While I cannot underscore enough the need for professional law enforcement in the OSCE region to learn directly from other law enforcement, no training can work as well as it must without the active involvement and support of victim communities. They provide the context, the nuance, the urgency and support. I have spoken with many members of the Jewish communities from around Europe, most recently in Berlin and at the annual meeting of the American Jewish Committee in Washington last month, and I can tell you that they are eager to help such an initiative. Members of the community can often act as the eyes and ears of law enforcement if they know that law enforcement professionals will respond to hate crime incidents quickly and effectively.

International projects, such as this, involving law enforcement, community and NGOs can go a long way toward combating antisemitism and hate crimes.
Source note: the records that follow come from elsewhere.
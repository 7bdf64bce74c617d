//! # Upload Pipeline
//!
//! Worker per un singolo file accettato dal classifier:
//! conversione opzionale → metadata → upload del media → messaggio `m.image`.
//!
//! Il file originale non viene mai toccato qui: se la pipeline fallisce resta
//! dov'è, se riesce il cleanup è compito di `CleanupHandler`.

use crate::{
    config::Config,
    error::Result,
    file_manager::{extension_for_mime, CandidateFile},
    image_processor::{probe_metadata, WebpConverter},
    matrix_client::{ImageMessage, MatrixClient},
    utils::random_file_name,
};
use std::path::{Path, PathBuf};
use tracing::{debug, info};

/// Outcome of a confirmed upload
#[derive(Debug, Clone, PartialEq, Eq)]
pub struct UploadReceipt {
    /// Original file, still in place
    pub source: PathBuf,
    pub content_uri: String,
    pub event_id: String,
    /// Name shown in the room
    pub file_name: String,
    /// Bytes actually sent (after conversion)
    pub bytes: u64,
    pub converted: bool,
}

/// Sends one image file to the configured room
pub struct UploadPipeline {
    client: MatrixClient,
    converter: Option<WebpConverter>,
}

impl UploadPipeline {
    pub fn new(client: MatrixClient, converter: Option<WebpConverter>) -> Self {
        Self { client, converter }
    }

    pub fn from_config(config: &Config) -> Result<Self> {
        let converter = config
            .cwebp_convert
            .then(|| WebpConverter::new(config.cwebp_args.clone()));
        Ok(Self::new(MatrixClient::from_config(config)?, converter))
    }

    /// Run the whole pipeline for `candidate`.
    ///
    /// Success means the media upload returned a content URI and the room
    /// accepted the message. Any temporary WebP is gone when this returns.
    pub async fn upload(&self, candidate: &CandidateFile) -> Result<UploadReceipt> {
        let converted = match self.converter {
            Some(ref converter) if WebpConverter::needs_conversion(&candidate.mime_type) => {
                Some(converter.convert(&candidate.path, &candidate.mime_type).await?)
            }
            _ => None,
        };

        let (path, mime_type): (&Path, &str) = match converted {
            Some(ref image) => (&*image.path, image.mime_type.as_str()),
            None => (candidate.path.as_path(), candidate.mime_type.as_str()),
        };

        let metadata = probe_metadata(path, mime_type).await?;
        let data = tokio::fs::read(path).await?;
        debug!("Uploading {} ({}, {} bytes)", path.display(), mime_type, data.len());

        let content_uri = self.client.upload_media(data, mime_type).await?;
        debug!("Media stored at {}", content_uri);

        let file_name = random_file_name(extension_for_mime(mime_type));
        let message = ImageMessage::new(file_name.clone(), &metadata, &content_uri);
        let event_id = self.client.send_image(&message).await?;

        info!("📤 Sent {} as {} ({})", candidate.path.display(), file_name, event_id);
        Ok(UploadReceipt {
            source: candidate.path.clone(),
            content_uri,
            event_id,
            file_name,
            bytes: metadata.size,
            converted: converted.is_some(),
        })
    }
}

#[cfg(test)]
mod tests {
    use super::*;
    use crate::error::UploaderError;
    use crate::matrix_client::ClientOptions;
    use crate::tool_resolver::ToolPathResolver;
    use mockito::Matcher;
    use serde_json::json;
    use tempfile::TempDir;

    const ROOM: &str = "!pics:example.org";
    const SEND_PATH: &str = "/_matrix/client/v3/rooms/!pics:example.org/send/m.room.message";

    fn client(server: &mockito::Server) -> MatrixClient {
        let options = ClientOptions {
            no_proxy: true,
            ..Default::default()
        };
        MatrixClient::new(&server.url(), "tok", ROOM, &options).unwrap()
    }

    fn png_candidate(dir: &Path) -> CandidateFile {
        let path = dir.join("holiday.png");
        image::RgbImage::new(32, 24).save_with_format(&path, image::ImageFormat::Png).unwrap();
        CandidateFile {
            path,
            mime_type: "image/png".to_string(),
        }
    }

    #[tokio::test]
    async fn test_upload_without_conversion() {
        let temp_dir = TempDir::new().unwrap();
        let candidate = png_candidate(temp_dir.path());
        let size = std::fs::metadata(&candidate.path).unwrap().len();

        let mut server = mockito::Server::new_async().await;
        let upload = server
            .mock("POST", "/_matrix/media/v3/upload")
            .match_header("content-type", "image/png")
            .with_body(r#"{"content_uri":"mxc://example.org/pic"}"#)
            .create_async()
            .await;
        let send = server
            .mock("POST", SEND_PATH)
            .match_body(Matcher::PartialJson(json!({
                "msgtype": "m.image",
                "url": "mxc://example.org/pic",
                "info": {"w": 32, "h": 24, "mimetype": "image/png", "size": size}
            })))
            .with_body(r#"{"event_id":"$ev1"}"#)
            .create_async()
            .await;

        let pipeline = UploadPipeline::new(client(&server), None);
        let receipt = pipeline.upload(&candidate).await.unwrap();

        assert_eq!(receipt.event_id, "$ev1");
        assert_eq!(receipt.content_uri, "mxc://example.org/pic");
        assert_eq!(receipt.bytes, size);
        assert!(!receipt.converted);
        assert!(receipt.file_name.ends_with(".png"));
        assert!(candidate.path.exists());
        upload.assert_async().await;
        send.assert_async().await;
    }

    #[tokio::test]
    async fn test_webp_is_not_converted() {
        let temp_dir = TempDir::new().unwrap();
        // Declared type drives the decision; the bytes only need readable dimensions
        let path = temp_dir.path().join("already.webp");
        image::RgbImage::new(4, 4).save_with_format(&path, image::ImageFormat::Png).unwrap();
        let candidate = CandidateFile {
            path,
            mime_type: "image/webp".to_string(),
        };

        let mut server = mockito::Server::new_async().await;
        server
            .mock("POST", "/_matrix/media/v3/upload")
            .match_header("content-type", "image/webp")
            .with_body(r#"{"content_uri":"mxc://example.org/w"}"#)
            .create_async()
            .await;
        server
            .mock("POST", SEND_PATH)
            .with_body(r#"{"event_id":"$w"}"#)
            .create_async()
            .await;

        // An empty tools dir: any attempt to convert would fail
        let tools = TempDir::new().unwrap();
        let converter = WebpConverter::with_resolver(Vec::new(), ToolPathResolver::only_in(tools.path()));
        let pipeline = UploadPipeline::new(client(&server), Some(converter));

        let receipt = pipeline.upload(&candidate).await.unwrap();
        assert!(!receipt.converted);
        assert!(receipt.file_name.ends_with(".webp"));
    }

    #[cfg(unix)]
    #[tokio::test]
    async fn test_converted_file_is_uploaded() {
        use std::os::unix::fs::PermissionsExt;

        let tools = TempDir::new().unwrap();
        let script = tools.path().join("cwebp");
        std::fs::write(
            &script,
            "#!/bin/sh\nwhile [ \"$1\" != \"-o\" ]; do in=\"$1\"; shift; done\ncp \"$in\" \"$2\"\n",
        )
        .unwrap();
        std::fs::set_permissions(&script, std::fs::Permissions::from_mode(0o755)).unwrap();

        let temp_dir = TempDir::new().unwrap();
        let candidate = png_candidate(temp_dir.path());

        let mut server = mockito::Server::new_async().await;
        server
            .mock("POST", "/_matrix/media/v3/upload")
            .with_body(r#"{"content_uri":"mxc://example.org/c"}"#)
            .create_async()
            .await;
        server
            .mock("POST", SEND_PATH)
            .with_body(r#"{"event_id":"$c"}"#)
            .create_async()
            .await;

        let converter = WebpConverter::with_resolver(Vec::new(), ToolPathResolver::only_in(tools.path()));
        let pipeline = UploadPipeline::new(client(&server), Some(converter));

        let receipt = pipeline.upload(&candidate).await.unwrap();
        assert!(receipt.converted);
        assert_eq!(receipt.source, candidate.path);
        assert!(candidate.path.exists());
    }

    #[tokio::test]
    async fn test_rejected_message_fails_pipeline() {
        let temp_dir = TempDir::new().unwrap();
        let candidate = png_candidate(temp_dir.path());

        let mut server = mockito::Server::new_async().await;
        server
            .mock("POST", "/_matrix/media/v3/upload")
            .with_body(r#"{"content_uri":"mxc://example.org/pic"}"#)
            .create_async()
            .await;
        server
            .mock("POST", SEND_PATH)
            .with_status(403)
            .with_body(r#"{"errcode":"M_FORBIDDEN","error":"not in room"}"#)
            .create_async()
            .await;

        let pipeline = UploadPipeline::new(client(&server), None);
        let result = pipeline.upload(&candidate).await;

        assert!(matches!(result, Err(UploaderError::UploadRejected(_))));
        assert!(candidate.path.exists());
    }
}
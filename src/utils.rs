//! # Utility Functions Module
//!
//! Piccoli helper condivisi tra converter, cleanup e generazione dei servizi:
//! costruzione di argomenti per i tool esterni e nomi di file casuali.

use rand::Rng;
use std::path::Path;

/// Converts any iterable of string-like items to `Vec<String>`.
///
/// # Example
/// ```rust
/// use matrix_dir_uploader::utils::to_string_vec;
///
/// let args = to_string_vec(["--user", "daemon-reload"]);
/// assert_eq!(args, vec!["--user".to_string(), "daemon-reload".to_string()]);
/// ```
pub fn to_string_vec<T, I>(items: I) -> Vec<String>
where
    T: ToString,
    I: IntoIterator<Item = T>,
{
    items.into_iter().map(|item| item.to_string()).collect()
}

/// Builds an argument vector from mixed displayable values.
///
/// ```rust
/// use matrix_dir_uploader::args;
///
/// let quality = 85;
/// assert_eq!(args!["-q", quality], vec!["-q".to_string(), "85".to_string()]);
/// ```
#[macro_export]
macro_rules! args {
    [$($item:expr),* $(,)?] => {
        $crate::utils::to_string_vec([$($item.to_string()),*])
    };
}

/// Pseudo-random file name with the given extension, e.g. `2836151932.webp`.
///
/// Collisions are unlikely but possible; only used as cosmetic metadata.
pub fn random_file_name(extension: &str) -> String {
    let n: u32 = rand::thread_rng().gen();
    format!("{}.{}", n, extension)
}

/// `photo.jpg` -> `photo-3fa9c1.jpg`
pub fn with_random_suffix(path: &Path) -> String {
    let suffix = rand::thread_rng().gen::<u32>() & 0x00ff_ffff;
    let stem = path
        .file_stem()
        .map(|s| s.to_string_lossy().into_owned())
        .unwrap_or_default();
    match path.extension() {
        Some(ext) => format!("{}-{:06x}.{}", stem, suffix, ext.to_string_lossy()),
        None => format!("{}-{:06x}", stem, suffix),
    }
}

#[cfg(test)]
mod tests {
    use super::*;

    #[test]
    fn test_args_macro_mixed_types() {
        let quality = 85;
        let result = args!["-q", quality, "-mt"];
        assert_eq!(result, vec!["-q".to_string(), "85".to_string(), "-mt".to_string()]);
    }

    #[test]
    fn test_random_file_name() {
        let name = random_file_name("webp");
        let (number, ext) = name.split_once('.').unwrap();
        assert_eq!(ext, "webp");
        assert!(number.parse::<u32>().is_ok());
    }

    #[test]
    fn test_with_random_suffix() {
        let renamed = with_random_suffix(Path::new("/tmp/cat.photo.png"));
        assert!(renamed.starts_with("cat.photo-"));
        assert!(renamed.ends_with(".png"));
        assert_eq!(renamed.len(), "cat.photo-".len() + 6 + ".png".len());

        let bare = with_random_suffix(Path::new("README"));
        assert!(bare.starts_with("README-"));
        assert_eq!(bare.len(), "README-".len() + 6);
    }
}
//! # Matrix Uploader - Main Entry Point
//!
//! Questo è il punto di ingresso principale dell'applicazione.
//!
//! ## Responsabilità:
//! - Parsing degli argomenti della command line con `clap`
//! - Inizializzazione del logging con `tracing` su stderr (`RUST_LOG` o `--verbose`)
//! - Gestione di SIGINT/SIGTERM tramite un canale broadcast di stop
//! - Avvio dell'uploader o dei sottocomandi per i servizi systemd
//!
//! ## Exit code:
//! 0 a fine lavoro, 1 con una sola riga di diagnostica su stderr per qualsiasi
//! errore fatale.
//!
//! ## Esempio di utilizzo:
//! ```bash
//! matrix-uploader --config ~/.config/matrix-uploader/config --watch --timeout 5m
//! matrix-uploader -c ./photos.conf install-service --interval 1h
//! ```

use anyhow::{Context, Result};
use clap::{Parser, Subcommand};
use std::path::PathBuf;
use std::process::ExitCode;
use tokio::sync::broadcast;
use tracing::{info, warn};
use tracing_subscriber::EnvFilter;

use matrix_dir_uploader::{
    config::parse_timeout,
    service::{ServiceManager, ServiceUnit},
    CliOverrides, Config, DirectoryUploader,
};

#[derive(Parser)]
#[command(name = "matrix-uploader", version)]
#[command(about = "Upload the images of a directory to a Matrix room, one at a time")]
struct Args {
    /// Configuration file (default: $XDG_CONFIG_HOME/matrix-uploader/config)
    #[arg(short, long, global = true)]
    config: Option<PathBuf>,

    /// Delay between uploads, e.g. 30, 30s, 5m, 2h, 1d
    #[arg(short, long)]
    timeout: Option<String>,

    /// Keep watching the directory for new files
    #[arg(short, long, num_args = 0..=1, default_missing_value = "true")]
    watch: Option<bool>,

    /// Exit after the first uploaded file
    #[arg(short, long, num_args = 0..=1, default_missing_value = "true")]
    one_shot: Option<bool>,

    /// Verbose logging
    #[arg(short, long, global = true)]
    verbose: bool,

    #[command(subcommand)]
    command: Option<Command>,
}

#[derive(Subcommand)]
enum Command {
    /// Install a systemd user timer running one upload per interval
    InstallService {
        /// Interval between runs (default: the configured timeout)
        #[arg(long)]
        interval: Option<String>,
    },
    /// Remove the systemd user timer for this configuration
    RemoveService,
}

#[tokio::main]
async fn main() -> ExitCode {
    let args = Args::parse();

    if let Err(e) = init_logging(args.verbose) {
        eprintln!("matrix-uploader: {:#}", e);
        return ExitCode::FAILURE;
    }

    match run(args).await {
        Ok(()) => ExitCode::SUCCESS,
        Err(e) => {
            let message = format!("{:#}", e).replace('\n', " ");
            eprintln!("matrix-uploader: {}", message);
            ExitCode::FAILURE
        }
    }
}

fn init_logging(verbose: bool) -> Result<()> {
    let level = if verbose { "debug" } else { "info" };
    let filter = EnvFilter::try_from_default_env()
        .unwrap_or_else(|_| EnvFilter::new(format!("info,matrix_dir_uploader={level},matrix_uploader={level}")));

    let subscriber = tracing_subscriber::fmt()
        .with_env_filter(filter)
        .with_writer(std::io::stderr)
        .finish();

    tracing::subscriber::set_global_default(subscriber)?;
    Ok(())
}

async fn run(args: Args) -> Result<()> {
    let config_path = match args.config {
        Some(path) => path,
        None => Config::default_path().context("Could not determine the default configuration path")?,
    };

    match args.command {
        Some(Command::InstallService { interval }) => install_service(config_path, interval).await,
        Some(Command::RemoveService) => {
            let config_path = tokio::fs::canonicalize(&config_path).await.unwrap_or(config_path);
            ServiceManager::new()?.remove(&config_path).await
        }
        None => {
            let overrides = CliOverrides {
                timeout: args.timeout,
                watch: args.watch,
                one_shot: args.one_shot,
            };
            let config = Config::load(&config_path, &overrides).await?;

            let (stop_tx, stop_rx) = broadcast::channel(1);
            spawn_signal_handler(stop_tx);

            let stats = DirectoryUploader::new(&config)?.run(stop_rx).await?;
            info!("🎉 Done: {} uploaded", stats.files_uploaded);
            Ok(())
        }
    }
}

async fn install_service(config_path: PathBuf, interval: Option<String>) -> Result<()> {
    // Validates the configuration before anything is written
    let config = Config::load(&config_path, &CliOverrides::default()).await?;
    let config_path = tokio::fs::canonicalize(&config_path).await?;

    let interval = match interval {
        Some(value) => parse_timeout(&value)
            .with_context(|| format!("Invalid interval '{}': expected a number with optional s/m/h/d suffix", value))?,
        None => config.timeout,
    };

    let executable = std::env::current_exe().context("Could not locate the running executable")?;
    let unit = ServiceUnit::new(executable, config_path, interval);
    let timer = ServiceManager::new()?.install(&unit).await?;
    println!("{}", timer.display());
    Ok(())
}

fn spawn_signal_handler(stop: broadcast::Sender<()>) {
    tokio::spawn(async move {
        wait_for_signal().await;
        info!("Signal received, finishing up");
        let _ = stop.send(());
    });
}

#[cfg(unix)]
async fn wait_for_signal() {
    use tokio::signal::unix::{signal, SignalKind};

    match signal(SignalKind::terminate()) {
        Ok(mut terminate) => {
            tokio::select! {
                _ = tokio::signal::ctrl_c() => {}
                _ = terminate.recv() => {}
            }
        }
        Err(e) => {
            warn!("Cannot listen for SIGTERM: {}", e);
            let _ = tokio::signal::ctrl_c().await;
        }
    }
}

#[cfg(not(unix))]
async fn wait_for_signal() {
    let _ = tokio::signal::ctrl_c().await;
}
Projects of such a magnitude also display to the world community that all areas and levels of government are now working together to combat antisemitism. Finally, projects that are undertaken by the law enforcement community show that policing is not a reactive function, and that law enforcement agencies are willing and able to display the necessary leadership to combat societal problems that may ultimately become their responsibility.

In closing, let me thank this commission for continuing to shine the light on the problem of growing antisemitism in Europe, and helping define concrete actions to counteract it. On behalf of the American Jewish Committee, as well as the many law enforcement officers around the globe – Jewish and non-Jewish – with whom I work, and who are committed to using all appropriate tools of law enforcement to combat antisemitism, I look forward to working with you, the OSCE and others to help implement a realistic law enforcement program, which will help European nations implement effective measures to combat antisemitism.